## ASSIGNED TASK
Exact repetition, please: start with the line where "moved to the staging list." appears and stop after the final line of the records.

## EXERCISE MATERIALS
┄┄┄┄┄┄┄┄┄┄┄┄┄┄┄┄┄┄┄┄
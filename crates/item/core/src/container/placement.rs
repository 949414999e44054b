//! Moving top-level items between containers.
//!
//! Every rule is checked before the first write:
//!
//! 1. The destination must exist and hold the item's footprint.
//! 2. At most one other item may overlap it. A socket filler dropped on an
//!    item that accepts it is socketed instead of placed.
//! 3. A two-handed item evicts the paired hand; a paired two-handed item
//!    blocks the placement.
//!
//! Displaced items go to the staging list. Belt and cube changes then
//! cascade over the items they hold.
use super::{EquippedSlot, ItemHandle, ItemsCollection, Location, PlacementError, StoragePage};
use crate::config::EngineConfig;
use crate::env::ItemEnv;
use crate::item::{CharacterContext, Item};

/// What a successful placement did besides moving the item.
#[derive(Clone, Debug, Default, PartialEq, Eq)]
pub struct PlaceOutcome {
    /// Items moved to the staging list.
    pub evicted: Vec<ItemHandle>,
    /// Parent and socket index when the item was socketed instead.
    pub socketed_into: Option<(ItemHandle, usize)>,
    /// Staged items moved back into a container by a cascade.
    pub rehomed: Vec<ItemHandle>,
}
┄┄┄┄┄┄┄┄┄┄┄┄┄┄┄┄┄┄┄┄
## WRITTEN ANSWER
    /// Items moved to the staging list.
    pub evicted: Vec<ItemHandle>,
    /// Parent and socket index when the item was socketed instead.
    pub socketed_into: Option<(ItemHandle, usize)>,
    /// Staged items moved back into a container by a cascade.
    pub rehomed: Vec<ItemHandle>,
}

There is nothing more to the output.